_RECORD EXTRACTS:_
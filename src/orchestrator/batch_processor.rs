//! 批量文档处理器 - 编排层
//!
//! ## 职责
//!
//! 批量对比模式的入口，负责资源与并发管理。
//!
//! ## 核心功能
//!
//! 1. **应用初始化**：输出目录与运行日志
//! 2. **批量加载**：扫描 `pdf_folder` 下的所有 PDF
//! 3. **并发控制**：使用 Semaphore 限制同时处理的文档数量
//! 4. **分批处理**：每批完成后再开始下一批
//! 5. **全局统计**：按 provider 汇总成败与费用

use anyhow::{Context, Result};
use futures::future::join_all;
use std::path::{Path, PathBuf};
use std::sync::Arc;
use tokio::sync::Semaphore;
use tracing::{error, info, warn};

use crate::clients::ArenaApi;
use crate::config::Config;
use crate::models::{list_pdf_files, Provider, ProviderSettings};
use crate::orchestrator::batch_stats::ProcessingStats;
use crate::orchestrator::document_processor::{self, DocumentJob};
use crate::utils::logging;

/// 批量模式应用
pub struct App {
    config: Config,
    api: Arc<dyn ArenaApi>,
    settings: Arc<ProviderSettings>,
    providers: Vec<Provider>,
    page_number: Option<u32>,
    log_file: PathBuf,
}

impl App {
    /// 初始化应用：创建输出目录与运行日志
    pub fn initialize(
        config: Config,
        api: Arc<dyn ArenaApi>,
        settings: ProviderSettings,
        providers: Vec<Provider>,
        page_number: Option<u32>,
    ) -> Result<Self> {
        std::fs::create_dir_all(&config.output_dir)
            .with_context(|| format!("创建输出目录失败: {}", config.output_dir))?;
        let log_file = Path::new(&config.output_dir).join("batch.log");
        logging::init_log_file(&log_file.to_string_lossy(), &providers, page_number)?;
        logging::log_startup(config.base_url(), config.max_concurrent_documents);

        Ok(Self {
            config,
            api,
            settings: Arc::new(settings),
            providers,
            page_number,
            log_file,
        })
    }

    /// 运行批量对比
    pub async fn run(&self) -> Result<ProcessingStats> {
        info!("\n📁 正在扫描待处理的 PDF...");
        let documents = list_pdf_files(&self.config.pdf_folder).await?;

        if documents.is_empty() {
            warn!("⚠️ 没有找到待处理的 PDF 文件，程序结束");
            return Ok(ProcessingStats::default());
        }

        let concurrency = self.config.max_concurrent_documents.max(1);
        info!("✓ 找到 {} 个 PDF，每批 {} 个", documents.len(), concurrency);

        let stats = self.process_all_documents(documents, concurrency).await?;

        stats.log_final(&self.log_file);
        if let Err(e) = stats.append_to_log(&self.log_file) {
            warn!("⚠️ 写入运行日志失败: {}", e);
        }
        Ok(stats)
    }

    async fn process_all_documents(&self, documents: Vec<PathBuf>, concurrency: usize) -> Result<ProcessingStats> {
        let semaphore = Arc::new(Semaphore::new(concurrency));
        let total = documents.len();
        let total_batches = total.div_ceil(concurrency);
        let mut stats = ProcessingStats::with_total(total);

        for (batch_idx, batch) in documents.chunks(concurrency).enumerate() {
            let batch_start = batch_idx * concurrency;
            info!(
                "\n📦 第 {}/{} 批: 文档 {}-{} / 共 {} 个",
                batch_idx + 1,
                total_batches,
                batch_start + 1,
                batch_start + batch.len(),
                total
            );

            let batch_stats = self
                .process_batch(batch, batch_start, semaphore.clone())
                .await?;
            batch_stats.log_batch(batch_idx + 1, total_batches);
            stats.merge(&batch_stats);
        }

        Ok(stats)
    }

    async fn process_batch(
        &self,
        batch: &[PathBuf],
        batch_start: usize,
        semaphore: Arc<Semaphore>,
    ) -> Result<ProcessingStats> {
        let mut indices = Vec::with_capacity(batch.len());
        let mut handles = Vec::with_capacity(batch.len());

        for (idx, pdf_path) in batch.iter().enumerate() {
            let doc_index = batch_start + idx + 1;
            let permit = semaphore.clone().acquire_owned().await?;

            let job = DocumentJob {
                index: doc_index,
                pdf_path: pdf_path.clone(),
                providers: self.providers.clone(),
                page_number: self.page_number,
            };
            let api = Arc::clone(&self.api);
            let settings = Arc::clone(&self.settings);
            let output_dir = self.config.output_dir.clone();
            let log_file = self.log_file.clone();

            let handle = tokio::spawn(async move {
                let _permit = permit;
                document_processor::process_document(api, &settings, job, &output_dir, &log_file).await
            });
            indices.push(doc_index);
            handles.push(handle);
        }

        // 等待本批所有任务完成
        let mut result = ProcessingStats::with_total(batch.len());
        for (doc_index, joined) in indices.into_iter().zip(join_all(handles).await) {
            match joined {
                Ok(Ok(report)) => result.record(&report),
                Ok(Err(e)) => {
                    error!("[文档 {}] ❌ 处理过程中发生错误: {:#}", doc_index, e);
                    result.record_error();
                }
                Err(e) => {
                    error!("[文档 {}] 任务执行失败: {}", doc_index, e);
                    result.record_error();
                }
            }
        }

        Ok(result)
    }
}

==

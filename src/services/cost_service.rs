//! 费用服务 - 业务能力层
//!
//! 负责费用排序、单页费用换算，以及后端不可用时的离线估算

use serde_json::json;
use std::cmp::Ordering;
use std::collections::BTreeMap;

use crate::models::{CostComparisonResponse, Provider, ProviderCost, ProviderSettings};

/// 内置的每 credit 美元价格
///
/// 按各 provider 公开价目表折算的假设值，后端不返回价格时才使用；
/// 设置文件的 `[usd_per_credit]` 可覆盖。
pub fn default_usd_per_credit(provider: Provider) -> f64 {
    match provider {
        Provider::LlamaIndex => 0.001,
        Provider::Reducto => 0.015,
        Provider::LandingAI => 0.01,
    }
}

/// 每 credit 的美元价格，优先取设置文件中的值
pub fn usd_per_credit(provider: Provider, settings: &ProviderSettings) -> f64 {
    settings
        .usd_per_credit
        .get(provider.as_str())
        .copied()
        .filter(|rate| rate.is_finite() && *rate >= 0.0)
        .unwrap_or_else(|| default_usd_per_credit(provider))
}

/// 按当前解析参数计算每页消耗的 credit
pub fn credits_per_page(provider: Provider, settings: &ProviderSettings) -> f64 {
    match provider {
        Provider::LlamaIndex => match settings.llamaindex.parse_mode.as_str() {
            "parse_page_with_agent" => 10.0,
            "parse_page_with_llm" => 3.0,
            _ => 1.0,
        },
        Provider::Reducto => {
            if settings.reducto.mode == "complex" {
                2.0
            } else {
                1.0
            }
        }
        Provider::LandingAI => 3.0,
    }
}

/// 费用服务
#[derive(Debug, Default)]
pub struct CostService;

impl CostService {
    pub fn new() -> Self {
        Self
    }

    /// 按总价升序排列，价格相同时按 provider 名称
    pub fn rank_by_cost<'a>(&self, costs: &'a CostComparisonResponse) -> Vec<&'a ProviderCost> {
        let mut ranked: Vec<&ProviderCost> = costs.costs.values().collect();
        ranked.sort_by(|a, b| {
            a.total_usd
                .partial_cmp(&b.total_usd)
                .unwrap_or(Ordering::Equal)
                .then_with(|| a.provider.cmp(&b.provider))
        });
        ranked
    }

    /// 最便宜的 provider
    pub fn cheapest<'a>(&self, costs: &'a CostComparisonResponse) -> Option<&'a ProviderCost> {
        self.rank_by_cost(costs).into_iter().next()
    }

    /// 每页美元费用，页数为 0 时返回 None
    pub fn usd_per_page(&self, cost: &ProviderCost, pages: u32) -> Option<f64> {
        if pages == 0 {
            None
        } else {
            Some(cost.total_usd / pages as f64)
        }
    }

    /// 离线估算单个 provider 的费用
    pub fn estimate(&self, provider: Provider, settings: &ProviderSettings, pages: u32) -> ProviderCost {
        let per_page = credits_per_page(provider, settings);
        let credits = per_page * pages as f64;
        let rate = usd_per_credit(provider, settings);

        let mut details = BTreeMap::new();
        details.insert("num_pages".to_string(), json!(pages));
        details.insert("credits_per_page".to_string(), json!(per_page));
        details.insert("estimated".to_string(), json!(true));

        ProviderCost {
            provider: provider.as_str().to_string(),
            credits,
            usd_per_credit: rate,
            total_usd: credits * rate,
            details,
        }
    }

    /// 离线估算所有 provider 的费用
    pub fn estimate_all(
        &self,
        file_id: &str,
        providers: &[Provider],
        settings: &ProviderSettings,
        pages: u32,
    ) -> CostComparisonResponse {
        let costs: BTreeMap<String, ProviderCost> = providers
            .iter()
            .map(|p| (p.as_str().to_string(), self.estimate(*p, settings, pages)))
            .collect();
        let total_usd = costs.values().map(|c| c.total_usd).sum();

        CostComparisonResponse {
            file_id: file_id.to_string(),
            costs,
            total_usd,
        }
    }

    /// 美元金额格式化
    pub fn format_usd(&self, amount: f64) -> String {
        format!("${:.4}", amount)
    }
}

_WHAT TO PRODUCE:_ Scan the records above and show every line in which the word "crate" occurs.

_SOLUTION BELOW:_
use crate::clients::ArenaApi;
use crate::config::Config;
use crate::models::{list_pdf_files, Provider, ProviderSettings};
use crate::orchestrator::batch_stats::ProcessingStats;
use crate::orchestrator::document_processor::{self, DocumentJob};
use crate::utils::logging;
use crate::models::{CostComparisonResponse, Provider, ProviderCost, ProviderSettings};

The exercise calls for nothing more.